PROBLEM TO SOLVE: Please filter the data below down to the lines holding the string "RenderError".

RECORDS FOR THIS TASK:
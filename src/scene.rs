// Scene data - per-frame scene uniforms

use bytemuck::{Pod, Zeroable};
use glam::{Mat4, Vec3, Vec4};

/// GPU layout of the scene uniform buffer (std140 compatible: only mat4/vec4).
#[repr(C)]
#[derive(Debug, Clone, Copy, PartialEq, Pod, Zeroable)]
pub struct SceneData {
    pub view: Mat4,
    pub proj: Mat4,
    pub viewproj: Mat4,
    pub ambient_color: Vec4,
    /// xyz direction, w intensity
    pub sunlight_direction: Vec4,
    pub sunlight_color: Vec4,
}

impl Default for SceneData {
    fn default() -> Self {
        Self::new(Mat4::IDENTITY, Mat4::IDENTITY)
    }
}

impl SceneData {
    pub fn new(view: Mat4, proj: Mat4) -> Self {
        Self {
            view,
            proj,
            viewproj: proj * view,
            ambient_color: Vec4::splat(0.1),
            sunlight_direction: Vec4::new(0.0, 1.0, 0.5, 1.0),
            sunlight_color: Vec4::ONE,
        }
    }

    /// Camera circling the origin at `radius`, `time` seconds into the orbit.
    pub fn orbit(time: f32, aspect: f32, radius: f32) -> Self {
        let eye = Vec3::new(radius * time.cos(), radius * 0.5, radius * time.sin());
        let view = Mat4::look_at_rh(eye, Vec3::ZERO, Vec3::Y);
        // Reversed depth: near maps to 1
        let mut proj = Mat4::perspective_rh(70f32.to_radians(), aspect.max(f32::EPSILON), 10_000.0, 0.1);
        // Vulkan clip space has +Y down
        proj.y_axis.y *= -1.0;
        Self::new(view, proj)
    }

    pub fn as_bytes(&self) -> &[u8] {
        bytemuck::bytes_of(self)
    }
}

#[cfg(test)]
mod tests {
    use super::*;

    #[test]
    fn layout_is_three_matrices_and_three_vectors() {
        assert_eq!(std::mem::size_of::<SceneData>(), 3 * 64 + 3 * 16);
        assert_eq!(SceneData::default().as_bytes().len(), std::mem::size_of::<SceneData>());
    }

    #[test]
    fn viewproj_is_proj_times_view() {
        let scene = SceneData::orbit(0.3, 16.0 / 9.0, 5.0);
        assert!(scene.viewproj.abs_diff_eq(scene.proj * scene.view, 1e-5));
    }
}
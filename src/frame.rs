// Frame ring - N buffered frame slots cycled round-robin
//
// Each slot owns everything the CPU writes while recording a frame: a command
// pool + primary buffer, its Synchronizer, a growable descriptor allocator and
// a deletion stack for per-frame transients. Slot lifecycle:
//
//   Idle --begin--> Recording --submit--> Submitted --wait (fence)--> Idle
//
// The CPU may only touch a slot's objects after that slot's own fence has
// signaled from its previous use, so `begin` refuses anything but Idle.

use ash::vk;

use crate::backend::RenderDevice;
use crate::deletion::DeletionStack;
use crate::descriptors::{DescriptorAllocatorGrowable, GrowthPolicy, PoolSizeRatio};
use crate::error::{RenderError, RenderResult};
use crate::sync::Synchronizer;

/// Double buffering
pub const FRAME_OVERLAP: usize = 2;

#[derive(Debug, Clone, Copy, PartialEq, Eq)]
pub enum SlotState {
    Idle,
    Recording,
    Submitted,
}

/// Per-slot descriptor allocator setup.
#[derive(Debug, Clone, PartialEq)]
pub struct FrameDescriptorSettings {
    pub initial_sets: u32,
    pub ratios: Vec<PoolSizeRatio>,
    pub growth: GrowthPolicy,
}

impl Default for FrameDescriptorSettings {
    fn default() -> Self {
        Self {
            initial_sets: 1000,
            ratios: vec![
                PoolSizeRatio { ty: vk::DescriptorType::STORAGE_IMAGE, ratio: 3.0 },
                PoolSizeRatio { ty: vk::DescriptorType::STORAGE_BUFFER, ratio: 3.0 },
                PoolSizeRatio { ty: vk::DescriptorType::UNIFORM_BUFFER, ratio: 3.0 },
                PoolSizeRatio { ty: vk::DescriptorType::COMBINED_IMAGE_SAMPLER, ratio: 4.0 },
            ],
            growth: GrowthPolicy::default(),
        }
    }
}

pub struct FrameSlot {
    pub command_pool: vk::CommandPool,
    pub command_buffer: vk::CommandBuffer,
    pub sync: Synchronizer,
    pub descriptors: DescriptorAllocatorGrowable,
    /// Releases for objects only this slot's in-flight work may still read
    pub deletion: DeletionStack,
    state: SlotState,
}

impl FrameSlot {
    fn new<D: RenderDevice>(device: &D, settings: &FrameDescriptorSettings) -> RenderResult<Self> {
        let command_pool = device.create_command_pool()?;
        let command_buffer = device.allocate_command_buffer(command_pool)?;
        let sync = Synchronizer::new(device)?;
        let descriptors = DescriptorAllocatorGrowable::new(
            device,
            settings.initial_sets,
            &settings.ratios,
            settings.growth,
        )?;

        Ok(Self {
            command_pool,
            command_buffer,
            sync,
            descriptors,
            deletion: DeletionStack::new("frame"),
            state: SlotState::Idle,
        })
    }

    pub fn state(&self) -> SlotState {
        self.state
    }

    fn destroy<D: RenderDevice>(&mut self, device: &D) {
        self.deletion.free();
        self.descriptors.destroy_pools(device);
        device.destroy_command_pool(self.command_pool);
        self.sync.destroy(device);
    }
}

pub struct FrameRing {
    slots: Vec<FrameSlot>,
    current: usize,
    /// Frames submitted since startup
    frame_number: u64,
    fence_timeout_ns: u64,
}

impl FrameRing {
    pub fn new<D: RenderDevice>(
        device: &D,
        slot_count: usize,
        descriptors: &FrameDescriptorSettings,
        fence_timeout_ns: u64,
    ) -> RenderResult<Self> {
        if slot_count == 0 {
            return Err(RenderError::InvalidState("frame ring needs at least one slot".into()));
        }

        let slots = (0..slot_count)
            .map(|_| FrameSlot::new(device, descriptors))
            .collect::<RenderResult<Vec<_>>>()?;

        log::info!("Created frame ring with {} slots", slot_count);
        Ok(Self {
            slots,
            current: 0,
            frame_number: 0,
            fence_timeout_ns,
        })
    }

    /// Block until slot `index`'s previous GPU use has finished, then release
    /// the slot's per-frame transients. Safe to repeat on an idle slot.
    pub fn wait<D: RenderDevice>(&mut self, device: &D, index: usize) -> RenderResult<()> {
        let timeout = self.fence_timeout_ns;
        let slot = self.slot_checked(index)?;
        if slot.state == SlotState::Recording {
            return Err(RenderError::InvalidState(format!(
                "frame slot {index} waited on while still recording"
            )));
        }

        slot.sync.wait(device, timeout)?;
        slot.deletion.free();
        slot.state = SlotState::Idle;
        Ok(())
    }

    /// Reset slot `index` for reuse and open its command buffer.
    ///
    /// The fence is left signaled here; `submit` resets it right before the
    /// submission that re-arms it.
    pub fn begin<D: RenderDevice>(&mut self, device: &D, index: usize) -> RenderResult<vk::CommandBuffer> {
        let slot = self.slot_checked(index)?;
        if slot.state != SlotState::Idle {
            return Err(RenderError::InvalidState(format!(
                "frame slot {index} begun in state {:?}",
                slot.state
            )));
        }

        device.reset_command_pool(slot.command_pool)?;
        slot.descriptors.clear_pools(device)?;
        device.begin_command_buffer(slot.command_buffer)?;
        slot.state = SlotState::Recording;

        log::trace!("Frame slot {} recording", index);
        Ok(slot.command_buffer)
    }

    /// `wait` followed by `begin`.
    pub fn acquire<D: RenderDevice>(&mut self, device: &D, index: usize) -> RenderResult<vk::CommandBuffer> {
        self.wait(device, index)?;
        self.begin(device, index)
    }

    /// Close slot `index`'s command buffer and submit it to the graphics queue.
    pub fn submit<D: RenderDevice>(&mut self, device: &D, index: usize) -> RenderResult<()> {
        let slot = self.slot_checked(index)?;
        if slot.state != SlotState::Recording {
            return Err(RenderError::InvalidState(format!(
                "frame slot {index} submitted in state {:?}",
                slot.state
            )));
        }

        device.end_command_buffer(slot.command_buffer)?;
        device.reset_fence(slot.sync.render_fence)?;
        device.queue_submit(&slot.sync.graphics_submit(slot.command_buffer))?;
        slot.state = SlotState::Submitted;

        self.frame_number += 1;
        Ok(())
    }

    /// Move to the next slot.
    pub fn advance(&mut self) {
        self.current = (self.current + 1) % self.slots.len();
    }

    pub fn current_index(&self) -> usize {
        self.current
    }

    pub fn frame_number(&self) -> u64 {
        self.frame_number
    }

    pub fn len(&self) -> usize {
        self.slots.len()
    }

    pub fn is_empty(&self) -> bool {
        self.slots.is_empty()
    }

    pub fn slot(&self, index: usize) -> &FrameSlot {
        &self.slots[index]
    }

    pub fn slot_mut(&mut self, index: usize) -> &mut FrameSlot {
        &mut self.slots[index]
    }

    pub fn current_slot(&self) -> &FrameSlot {
        &self.slots[self.current]
    }

    /// Destroy every slot. The device must be idle.
    pub fn destroy<D: RenderDevice>(&mut self, device: &D) {
        for slot in &mut self.slots {
            slot.destroy(device);
        }
        self.slots.clear();
        self.current = 0;
    }

    fn slot_checked(&mut self, index: usize) -> RenderResult<&mut FrameSlot> {
        let len = self.slots.len();
        self.slots.get_mut(index).ok_or_else(|| {
            RenderError::InvalidState(format!("frame slot {index} out of range (ring of {len})"))
        })
    }
}

#[cfg(test)]
mod tests {
    use super::*;
    use crate::backend::headless::GpuEvent;
    use crate::backend::HeadlessDevice;
    use std::cell::Cell;
    use std::rc::Rc;

    fn setup() -> (HeadlessDevice, FrameRing, vk::SwapchainKHR) {
        let extent = vk::Extent2D { width: 64, height: 64 };
        let device = HeadlessDevice::new(extent, 3);
        let settings = FrameDescriptorSettings { initial_sets: 8, ..Default::default() };
        let ring = FrameRing::new(&device, FRAME_OVERLAP, &settings, u64::MAX).unwrap();
        let swapchain = device.create_swapchain(extent, vk::SwapchainKHR::null()).unwrap().swapchain;
        (device, ring, swapchain)
    }

    /// Acquire, record nothing, submit, present.
    fn run_frame(device: &HeadlessDevice, ring: &mut FrameRing, swapchain: vk::SwapchainKHR, index: usize) {
        ring.wait(device, index).unwrap();
        let sync = ring.slot(index).sync;
        let (image_index, _) = device
            .acquire_next_image(swapchain, sync.swapchain_semaphore, u64::MAX)
            .unwrap();
        ring.begin(device, index).unwrap();
        ring.submit(device, index).unwrap();
        device.queue_present(swapchain, image_index, sync.render_semaphore).unwrap();
    }

    #[test]
    fn third_frame_waits_on_first_slots_fence() {
        let (device, mut ring, swapchain) = setup();
        let fence0 = ring.slot(0).sync.render_fence;
        let fence1 = ring.slot(1).sync.render_fence;

        run_frame(&device, &mut ring, swapchain, 0);
        run_frame(&device, &mut ring, swapchain, 1);
        assert!(device.is_fence_pending(fence0));
        assert!(device.is_fence_pending(fence1));

        device.clear_events();
        ring.wait(&device, 0).unwrap();

        assert_eq!(
            device.events(),
            vec![GpuEvent::FenceWaited { fence: fence0, blocked: true }]
        );
        assert!(device.is_fence_pending(fence1));
        assert!(device.violations().is_empty(), "{:?}", device.violations());
    }

    #[test]
    fn slots_are_never_reset_while_in_flight() {
        let (device, mut ring, swapchain) = setup();
        for frame in 0..10 {
            let index = ring.current_index();
            run_frame(&device, &mut ring, swapchain, index);
            assert_eq!(ring.slot(index).state(), SlotState::Submitted);
            ring.advance();
            assert_eq!(ring.current_index(), (frame + 1) % FRAME_OVERLAP);
        }
        assert_eq!(ring.frame_number(), 10);
        assert!(device.violations().is_empty(), "{:?}", device.violations());
    }

    #[test]
    fn beginning_a_submitted_slot_is_rejected() {
        let (device, mut ring, swapchain) = setup();
        run_frame(&device, &mut ring, swapchain, 0);

        let err = ring.begin(&device, 0).unwrap_err();
        assert!(matches!(err, RenderError::InvalidState(_)));

        ring.acquire(&device, 1).unwrap();
        assert!(matches!(ring.acquire(&device, 1), Err(RenderError::InvalidState(_))));
    }

    #[test]
    fn frame_transients_are_released_after_the_fence() {
        let (device, mut ring, swapchain) = setup();
        let released = Rc::new(Cell::new(false));

        ring.wait(&device, 0).unwrap();
        let sync = ring.slot(0).sync;
        let (image_index, _) = device
            .acquire_next_image(swapchain, sync.swapchain_semaphore, u64::MAX)
            .unwrap();
        ring.begin(&device, 0).unwrap();
        let flag = Rc::clone(&released);
        ring.slot_mut(0).deletion.defer(move || flag.set(true));
        ring.submit(&device, 0).unwrap();
        device.queue_present(swapchain, image_index, sync.render_semaphore).unwrap();

        assert!(!released.get());
        ring.wait(&device, 0).unwrap();
        assert!(released.get());
    }

    #[test]
    fn clearing_descriptors_of_an_in_flight_slot_is_flagged() {
        let (device, mut ring, swapchain) = setup();
        let layout = device.create_descriptor_set_layout(&[]).unwrap();

        ring.wait(&device, 0).unwrap();
        let sync = ring.slot(0).sync;
        let (image_index, _) = device
            .acquire_next_image(swapchain, sync.swapchain_semaphore, u64::MAX)
            .unwrap();
        ring.begin(&device, 0).unwrap();
        ring.slot_mut(0).descriptors.allocate(&device, layout).unwrap();
        ring.submit(&device, 0).unwrap();
        device.queue_present(swapchain, image_index, sync.render_semaphore).unwrap();
        assert!(device.is_fence_pending(sync.render_fence));

        ring.slot_mut(0).descriptors.clear_pools(&device).unwrap();
        assert_eq!(device.violations().len(), 1, "{:?}", device.violations());

        // Once the fence has signaled the same reset is legal
        ring.wait(&device, 0).unwrap();
        ring.begin(&device, 0).unwrap();
        assert_eq!(device.violations().len(), 1, "{:?}", device.violations());
    }

    #[test]
    fn abandoned_frame_leaves_fence_waitable() {
        let (device, mut ring, _swapchain) = setup();

        // Waited, then gave up before recording (e.g. out-of-date acquire)
        ring.wait(&device, 0).unwrap();
        ring.wait(&device, 0).unwrap();

        assert!(device.violations().is_empty(), "{:?}", device.violations());
        assert_eq!(ring.slot(0).state(), SlotState::Idle);
    }

    #[test]
    fn destroy_releases_every_slot_object() {
        let (device, mut ring, swapchain) = setup();
        run_frame(&device, &mut ring, swapchain, 0);

        device.wait_idle().unwrap();
        ring.destroy(&device);
        device.destroy_swapchain(swapchain);

        assert!(ring.is_empty());
        assert_eq!(device.live_object_count(), 0);
        assert!(device.violations().is_empty(), "{:?}", device.violations());
    }

    #[test]
    fn zero_slots_is_rejected() {
        let device = HeadlessDevice::new(vk::Extent2D { width: 8, height: 8 }, 2);
        let result = FrameRing::new(&device, 0, &FrameDescriptorSettings::default(), u64::MAX);
        assert!(result.is_err());
    }
}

EXERCISE OUTPUT:
use crate::error::{RenderError, RenderResult};
            return Err(RenderError::InvalidState("frame ring needs at least one slot".into()));
            return Err(RenderError::InvalidState(format!(
            return Err(RenderError::InvalidState(format!(
            return Err(RenderError::InvalidState(format!(
            RenderError::InvalidState(format!("frame slot {index} out of range (ring of {len})"))
        assert!(matches!(err, RenderError::InvalidState(_)));
        assert!(matches!(ring.acquire(&device, 1), Err(RenderError::InvalidState(_))));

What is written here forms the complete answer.